This is a guest post by Andrew Evans, a fitness advisor at New Westminster’s Canada Games Pool who also writes a blog called Fit New West. Andrew holds a Human Kinetics Degree from UBC and is a Certified Exercise Physiologist and a Certified Strength and Conditioning Specialist. Andrew offers Personal Training services for Health and Performance in New Westminster, B.C. He can be reached at FitNewWest@gmail.com.
Let me start off by saying that I love the Canada Games Pool (CGP). It is the most valuable facility in New Westminster.
My love relationship with the Canada Games Pool started in 2002 when I directed summer day camps and would bring groups of 40-50 children twice a week to enjoy the facility. Upon graduating from university I was hired in the fitness centre and have now been there over five years. I feel I can safely say Canada Games Pool is the most important facility in New Westminster because it is biggest source of physical activity for children in the municipality.
Last week the main swimming pool was shut down for two days to repair a broken pipe. The pool was half emptied and swimming lessons and public swims were cancelled for two days. (Editor’s note: The pool is also closed today, Sunday 16th – I tried to go there today myself – Jen) The heart and soul of CGP are the children who use the pool, and for two days, they were missing. Normally, there are times the pool is so jammed packed with screaming children some older patrons complain of the noise, but really, we all love to see the drenched mobs even though our ears bleed. Gradually these children grow up to bring in their own children.

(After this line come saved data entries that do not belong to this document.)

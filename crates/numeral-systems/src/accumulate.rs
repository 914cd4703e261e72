//! Digit accumulation into a fixed-width 32-bit word.
//!
//! The scan runs from the least-significant (rightmost) character to the first one,
//! adding `digit * radix^power` into an unsigned accumulator modulo 2^32. Octal and
//! hex sources whose magnitude does not fit in 31 bits therefore fold into negative
//! values when the word is reinterpreted as signed at the end. Decimal sources carry
//! an explicit `-` instead, which negates what has been accumulated so far and ends
//! the scan.

use crate::digit::digit_value;
use crate::error::{ParseError, Result};
use crate::radix::Radix;

/// Accumulate `source` in `radix` into a two's-complement `i32`.
///
/// `source` is expected to have passed validation; a character without a digit
/// value is still reported as [`ParseError::IllegalSymbol`] rather than skipped.
pub(crate) fn accumulate(source: &str, radix: Radix) -> Result<i32> {
    let base = radix.value();
    let last = source.chars().count().saturating_sub(1);

    let mut word: u32 = 0;
    // radix^power mod 2^32
    let mut place: u32 = 1;

    for (offset, symbol) in source.chars().rev().enumerate() {
        if symbol == '-' {
            // Characters left of the sign are never consumed.
            return Ok(reinterpret(word.wrapping_neg()));
        }

        let digit = digit_value(symbol).ok_or(ParseError::IllegalSymbol {
            symbol,
            position: last - offset,
            radix,
        })?;

        word = word.wrapping_add(digit.wrapping_mul(place));
        place = place.wrapping_mul(base);
    }

    Ok(reinterpret(word))
}

/// Reinterpret the bits of an unsigned word as a two's-complement signed value.
const fn reinterpret(word: u32) -> i32 {
    i32::from_ne_bytes(word.to_ne_bytes())
}

#[cfg(test)]
mod tests {
    use super::*;

    #[test]
    fn accumulates_positive_values() {
        assert_eq!(accumulate("2447150", Radix::Octal), Ok(675_432));
        assert_eq!(accumulate("127", Radix::Octal), Ok(87));
        assert_eq!(accumulate("2147483647", Radix::Decimal), Ok(i32::MAX));
        assert_eq!(accumulate("7FF", Radix::Hex), Ok(2047));
    }

    #[test]
    fn octal_overflow_folds_into_negative() {
        assert_eq!(accumulate("37777777601", Radix::Octal), Ok(-127));
        assert_eq!(accumulate("37775330632", Radix::Octal), Ok(-675_430));
        assert_eq!(accumulate("37665330632", Radix::Octal), Ok(-19_549_798));
        assert_eq!(accumulate("37777777777", Radix::Octal), Ok(-1));
    }

    #[test]
    fn hex_high_nibble_is_the_sign_bit() {
        assert_eq!(accumulate("FFF5B198", Radix::Hex), Ok(-675_432));
        assert_eq!(accumulate("80000000", Radix::Hex), Ok(i32::MIN));
        assert_eq!(accumulate("ffffffff", Radix::Hex), Ok(-1));
    }

    #[test]
    fn sign_extended_sources_wrap_modulo_word() {
        // 8^11 == 2^33, so a twelfth octal digit contributes nothing.
        assert_eq!(accumulate("737777777601", Radix::Octal), Ok(-127));
        assert_eq!(accumulate("1FFF5B198", Radix::Hex), Ok(-675_432));
    }

    #[test]
    fn decimal_minus_negates_accumulated_magnitude() {
        assert_eq!(accumulate("-675432", Radix::Decimal), Ok(-675_432));
        assert_eq!(accumulate("-2147483648", Radix::Decimal), Ok(i32::MIN));
        assert_eq!(accumulate("-0", Radix::Decimal), Ok(0));
    }

    #[test]
    fn characters_left_of_minus_are_ignored() {
        assert_eq!(accumulate("5-12", Radix::Decimal), Ok(-12));
        assert_eq!(accumulate("99-", Radix::Decimal), Ok(0));
    }

    #[test]
    fn decimal_overflow_wraps() {
        assert_eq!(accumulate("2147483648", Radix::Decimal), Ok(i32::MIN));
        assert_eq!(accumulate("4294967296", Radix::Decimal), Ok(0));
    }

    #[test]
    fn empty_source_accumulates_to_zero() {
        assert_eq!(accumulate("", Radix::Hex), Ok(0));
    }

    #[test]
    fn reports_position_of_unknown_symbol() {
        assert_eq!(
            accumulate("12#4", Radix::Decimal),
            Err(ParseError::IllegalSymbol {
                symbol: '#',
                position: 2,
                radix: Radix::Decimal,
            })
        );
    }
}
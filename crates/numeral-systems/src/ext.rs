//! Method-call surface over `str`.
//!
//! ```
//! use numeral_systems::NumeralStr;
//!
//! assert_eq!("7FF".parse_positive_from_hex(), Ok(2047));
//! assert_eq!("37777777601".parse_by_radix(8), Ok(-127));
//! assert_eq!("A675".try_parse_positive_from_decimal(), (false, 0));
//! ```

use crate::converter;
use crate::error::Result;

/// Numeral conversions callable directly on string slices.
///
/// Every method forwards to the free function of the same name in
/// [`converter`](crate::converter).
pub trait NumeralStr {
    /// See [`converter::parse_positive_from_octal`].
    ///
    /// # Errors
    ///
    /// Same as the free function.
    fn parse_positive_from_octal(&self) -> Result<i32>;

    /// See [`converter::parse_positive_from_decimal`].
    ///
    /// # Errors
    ///
    /// Same as the free function.
    fn parse_positive_from_decimal(&self) -> Result<i32>;

    /// See [`converter::parse_positive_from_hex`].
    ///
    /// # Errors
    ///
    /// Same as the free function.
    fn parse_positive_from_hex(&self) -> Result<i32>;

    /// See [`converter::parse_positive_by_radix`].
    ///
    /// # Errors
    ///
    /// Same as the free function.
    fn parse_positive_by_radix(&self, radix: i32) -> Result<i32>;

    /// See [`converter::parse_by_radix`].
    ///
    /// # Errors
    ///
    /// Same as the free function.
    fn parse_by_radix(&self, radix: i32) -> Result<i32>;

    /// See [`converter::try_parse_positive_from_octal`].
    fn try_parse_positive_from_octal(&self) -> (bool, i32);

    /// See [`converter::try_parse_positive_from_decimal`].
    fn try_parse_positive_from_decimal(&self) -> (bool, i32);

    /// See [`converter::try_parse_positive_from_hex`].
    fn try_parse_positive_from_hex(&self) -> (bool, i32);

    /// See [`converter::try_parse_positive_by_radix`].
    ///
    /// # Errors
    ///
    /// Only for an unsupported radix.
    fn try_parse_positive_by_radix(&self, radix: i32) -> Result<(bool, i32)>;

    /// See [`converter::try_parse_by_radix`].
    ///
    /// # Errors
    ///
    /// Only for an unsupported radix.
    fn try_parse_by_radix(&self, radix: i32) -> Result<(bool, i32)>;
}

impl NumeralStr for str {
    fn parse_positive_from_octal(&self) -> Result<i32> {
        converter::parse_positive_from_octal(self)
    }

    fn parse_positive_from_decimal(&self) -> Result<i32> {
        converter::parse_positive_from_decimal(self)
    }

    fn parse_positive_from_hex(&self) -> Result<i32> {
        converter::parse_positive_from_hex(self)
    }

    fn parse_positive_by_radix(&self, radix: i32) -> Result<i32> {
        converter::parse_positive_by_radix(self, radix)
    }

    fn parse_by_radix(&self, radix: i32) -> Result<i32> {
        converter::parse_by_radix(self, radix)
    }

    fn try_parse_positive_from_octal(&self) -> (bool, i32) {
        converter::try_parse_positive_from_octal(self)
    }

    fn try_parse_positive_from_decimal(&self) -> (bool, i32) {
        converter::try_parse_positive_from_decimal(self)
    }

    fn try_parse_positive_from_hex(&self) -> (bool, i32) {
        converter::try_parse_positive_from_hex(self)
    }

    fn try_parse_positive_by_radix(&self, radix: i32) -> Result<(bool, i32)> {
        converter::try_parse_positive_by_radix(self, radix)
    }

    fn try_parse_by_radix(&self, radix: i32) -> Result<(bool, i32)> {
        converter::try_parse_by_radix(self, radix)
    }
}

This cycle must continue.
Maybe you were one of those kids who grew up using CGP; starting with parent and tot swimming lessons, joining the Hyack swim club or just trying to sneak in the hot tub during public swim times. I have spoken with many patrons who reminisce about their childhood swimming adventures and hangouts at the CGP and I regularly hear “I’ve been coming here for the past 30 years…”.
14000 swimming lessons are delivered at the pool annually, the most in the country. Furthermore, the instruction is the best in the country, with top notch management and supervision. The only thing lacking at the CGP is assurance the building will last another 10 years. In a year I intend to have my two year old twin boys start lessons at CGP, and I hope that they will be able to continue their lessons into their teens without interruption due to facility issues. In a December 1st article in the Royal City Record, Councilor Betty McIntosh suggested there are condominium pools in the city that can be used instead of an updated facility. From the article:
McIntosh said the city doesn’t have to be providing all services that are offered in the community. She noted there are a number of fitness centres in the city and several apartments have swimming pools. “There are private facilities coming on-stream that are meeting the needs of some new residents,” she said. “The city doesn’t have to meet the needs of everybody. We don’t have to be everything for everybody.”
Since I don’t have access to a condo pool, I suppose my boys can have swimming lessons in their kiddie pool.
In my opinion, I believe it is simply wrong to risk having more shutdowns at the Canada Games Pool and cheating out our children because there are other ‘priorities’ in New West. A solution must be found to prevent any further shutdown of the CGP. The building is old and as we go forward without addressing an upgrade, the children are going to miss out.
In a society where childhood obesity abounds and is on the rise, don’t you think we should be trying to solve these problems? I also firmly believe the provincial government should take a part in a solution since a huge proportion of patrons of CGP are from outside the municipality. Additionally, the provincial government should also be playing a bigger role in promoting physical activity.
An upgrade of the CGP could be an opportunity for New Westminster and British Columbia to demonstrate to the country how to get kids active on a large, practical scale and set a standard, rather than take 14,000 steps backward.